WHAT IS EXPECTED:
The answer must consist of each line below that contains the string "CacheInvalidatorError".
DATA IN THIS EXERCISE START
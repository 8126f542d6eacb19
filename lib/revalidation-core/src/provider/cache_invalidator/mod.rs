//! Hosting platform cache primitives.
//!
//! The gateway never caches anything itself, it only tells the platform which
//! entries to drop. Each implementation forwards one invalidation per call.

use thiserror::Error;

pub mod http;
pub mod log;
pub mod memory;
pub mod provider;

#[derive(Debug, Error)]
pub enum CacheInvalidatorError {
    #[error("HTTP error: {0}")]
    Http(String),
    #[error("Cache invalidation rejected with status code {0}")]
    StatusCode(u16),
    #[error("Other cache invalidator error: {0}")]
    Other(String),
}

#[cfg_attr(any(test, feature = "mock"), mockall::automock)]
#[async_trait::async_trait]
pub trait CacheInvalidator: Send + Sync {
    /// Discards every cached response labelled with `tag`, regardless of URL.
    async fn invalidate_tag(&self, tag: &str) -> Result<(), CacheInvalidatorError>;

    /// Discards the cached response of the single route at `path`.
    async fn invalidate_path(&self, path: &str) -> Result<(), CacheInvalidatorError>;
}
//! Media-related data models.

use chrono::{DateTime, Utc};
use serde::ser::SerializeStruct;
use serde::{Deserialize, Serialize, Serializer};
use std::path::{Path, PathBuf};

/// Processing status of a library file.
#[derive(Debug, Clone, Copy, PartialEq, Eq, Serialize, Deserialize)]
#[serde(rename_all = "lowercase")]
pub enum MediaStatus {
    Pending,
    Scanning,
    Downloading,
    Completed,
    Error,
}

impl MediaStatus {
    /// Whether a pipeline is actively working on the file.
    pub fn is_active(&self) -> bool {
        matches!(self, MediaStatus::Scanning | MediaStatus::Downloading)
    }
}

impl std::fmt::Display for MediaStatus {
    fn fmt(&self, f: &mut std::fmt::Formatter<'_>) -> std::fmt::Result {
        let name = match self {
            MediaStatus::Pending => "pending",
            MediaStatus::Scanning => "scanning",
            MediaStatus::Downloading => "downloading",
            MediaStatus::Completed => "completed",
            MediaStatus::Error => "error",
        };
        f.pad(name)
    }
}

/// Fine-grained progress marker shown next to the status.
#[derive(Debug, Clone, Copy, PartialEq, Eq, Serialize, Deserialize)]
#[serde(rename_all = "camelCase")]
pub enum ProcessingStage {
    /// Identifying the file and resolving its title.
    Scanning,
    /// Resolving metadata and writing the NFO sidecar.
    WritingSidecar,
    /// Downloading the poster.
    FetchingPoster,
    /// Downloading the fanart/backdrop.
    FetchingFanart,
    /// Nothing in progress.
    #[serde(rename = "none")]
    Idle,
}

/// Which of the three enrichment artifacts exist on disk.
#[derive(Debug, Clone, Copy, Default, PartialEq, Eq)]
pub struct ArtifactPresence {
    pub poster: bool,
    pub fanart: bool,
    pub sidecar: bool,
}

impl ArtifactPresence {
    /// All three artifacts exist.
    pub fn is_complete(&self) -> bool {
        self.poster && self.fanart && self.sidecar
    }

    /// Names of the missing artifacts, comma separated.
    pub fn missing(&self) -> String {
        let mut missing = Vec::new();
        if !self.poster {
            missing.push("poster");
        }
        if !self.fanart {
            missing.push("fanart");
        }
        if !self.sidecar {
            missing.push("nfo");
        }
        missing.join(", ")
    }
}

/// One discovered video file and everything known about it.
///
/// Records are plain values: the store keeps the committed copy and every
/// transition publishes a fresh snapshot. On the wire the artifact flags
/// (`hasPoster`, `hasFanart`, `hasNfo`, `isMetadataComplete`) are derived
/// from the paths.
#[derive(Debug, Clone, PartialEq, Deserialize)]
#[serde(rename_all = "camelCase")]
pub struct MediaRecord {
    /// Opaque identifier, stable for the record's lifetime.
    pub id: String,
    /// Absolute path to the video; the natural key.
    pub path: PathBuf,
    /// File name including extension.
    pub file_name: String,
    /// File size in bytes at discovery time.
    pub size: u64,
    pub status: MediaStatus,
    pub processing_stage: ProcessingStage,
    pub title: Option<String>,
    pub year: Option<u16>,
    pub poster_path: Option<PathBuf>,
    pub fanart_path: Option<PathBuf>,
    pub sidecar_path: Option<PathBuf>,
    /// When the file was last fully enriched.
    pub last_enriched: Option<DateTime<Utc>>,
    pub error_message: Option<String>,
}

impl MediaRecord {
    /// Create a pending record for a path.
    pub fn new(path: &Path, size: u64) -> Self {
        let file_name = path
            .file_name()
            .map(|n| n.to_string_lossy().to_string())
            .unwrap_or_default();

        Self {
            id: uuid::Uuid::new_v4().to_string(),
            path: path.to_path_buf(),
            file_name,
            size,
            status: MediaStatus::Pending,
            processing_stage: ProcessingStage::Idle,
            title: None,
            year: None,
            poster_path: None,
            fanart_path: None,
            sidecar_path: None,
            last_enriched: None,
            error_message: None,
        }
    }

    /// Poster, fanart and sidecar are all recorded as present.
    pub fn is_metadata_complete(&self) -> bool {
        self.poster_path.is_some() && self.fanart_path.is_some() && self.sidecar_path.is_some()
    }

    /// Whether the record can skip the pipeline: completed, all artifacts
    /// present and the source not modified since the last enrichment.
    pub fn is_up_to_date(&self, source_modified: Option<DateTime<Utc>>) -> bool {
        if self.status != MediaStatus::Completed || !self.is_metadata_complete() {
            return false;
        }
        match (self.last_enriched, source_modified) {
            (Some(enriched), Some(modified)) => modified <= enriched,
            _ => false,
        }
    }

    /// Move into an active status. Clears any previous error.
    pub fn begin(&mut self, status: MediaStatus, stage: ProcessingStage) {
        self.status = status;
        self.processing_stage = stage;
        self.error_message = None;
    }

    /// Mark the record as fully enriched now.
    pub fn complete(&mut self, title: Option<String>, year: Option<u16>) {
        self.status = MediaStatus::Completed;
        self.processing_stage = ProcessingStage::Idle;
        if title.is_some() {
            self.title = title;
        }
        if year.is_some() {
            self.year = year;
        }
        self.last_enriched = Some(Utc::now());
        self.error_message = None;
    }

    /// Mark the record as failed.
    pub fn fail(&mut self, message: impl Into<String>) {
        self.status = MediaStatus::Error;
        self.processing_stage = ProcessingStage::Idle;
        self.error_message = Some(message.into());
    }
}

impl Serialize for MediaRecord {
    fn serialize<S: Serializer>(&self, serializer: S) -> Result<S::Ok, S::Error> {
        let mut state = serializer.serialize_struct("MediaRecord", 17)?;
        state.serialize_field("id", &self.id)?;
        state.serialize_field("path", &self.path)?;
        state.serialize_field("fileName", &self.file_name)?;
        state.serialize_field("size", &self.size)?;
        state.serialize_field("status", &self.status)?;
        state.serialize_field("processingStage", &self.processing_stage)?;
        state.serialize_field("title", &self.title)?;
        state.serialize_field("year", &self.year)?;
        state.serialize_field("posterPath", &self.poster_path)?;
        state.serialize_field("fanartPath", &self.fanart_path)?;
        state.serialize_field("sidecarPath", &self.sidecar_path)?;
        state.serialize_field("hasPoster", &self.poster_path.is_some())?;
        state.serialize_field("hasFanart", &self.fanart_path.is_some())?;
        state.serialize_field("hasNfo", &self.sidecar_path.is_some())?;
        state.serialize_field("isMetadataComplete", &self.is_metadata_complete())?;
        state.serialize_field("lastEnriched", &self.last_enriched)?;
        state.serialize_field("errorMessage", &self.error_message)?;
        state.end()
    }
}

/// Artwork references of a movie.
///
/// Remote URLs come from TMDB; local paths replace them in the sidecar once
/// the files are downloaded.
#[derive(Debug, Clone, Default, PartialEq, Serialize, Deserialize)]
pub struct Art {
    pub poster: Option<String>,
    pub fanart: Option<String>,
    pub local_poster: Option<PathBuf>,
    pub local_fanart: Option<PathBuf>,
}

/// Canonical movie metadata, as resolved from TMDB or read from a sidecar.
#[derive(Debug, Clone, Default, PartialEq, Serialize, Deserialize)]
pub struct MovieRecord {
    /// TMDB ID.
    pub tmdb_id: Option<u64>,
    /// Localized title.
    pub title: String,
    /// Original title.
    pub original_title: Option<String>,
    /// Release year.
    pub year: Option<u16>,
    /// Full release date (YYYY-MM-DD).
    pub premiered: Option<String>,
    /// Overview/synopsis.
    pub plot: Option<String>,
    /// User rating (0-10).
    pub rating: Option<f32>,
    /// Vote count.
    pub votes: Option<u32>,
    pub genres: Vec<String>,
    pub directors: Vec<String>,
    pub art: Art,
}

/// Parse the year out of a `YYYY-MM-DD` release date.
pub fn year_from_date(date: &str) -> Option<u16> {
    date.get(..4).and_then(|y| y.parse().ok())
}
//! Utility functions.

pub mod fs;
DATA IN THIS EXERCISE END
OUTPUT FOR THIS EXERCISE:
pub enum CacheInvalidatorError {
    async fn invalidate_tag(&self, tag: &str) -> Result<(), CacheInvalidatorError>;
    async fn invalidate_path(&self, path: &str) -> Result<(), CacheInvalidatorError>;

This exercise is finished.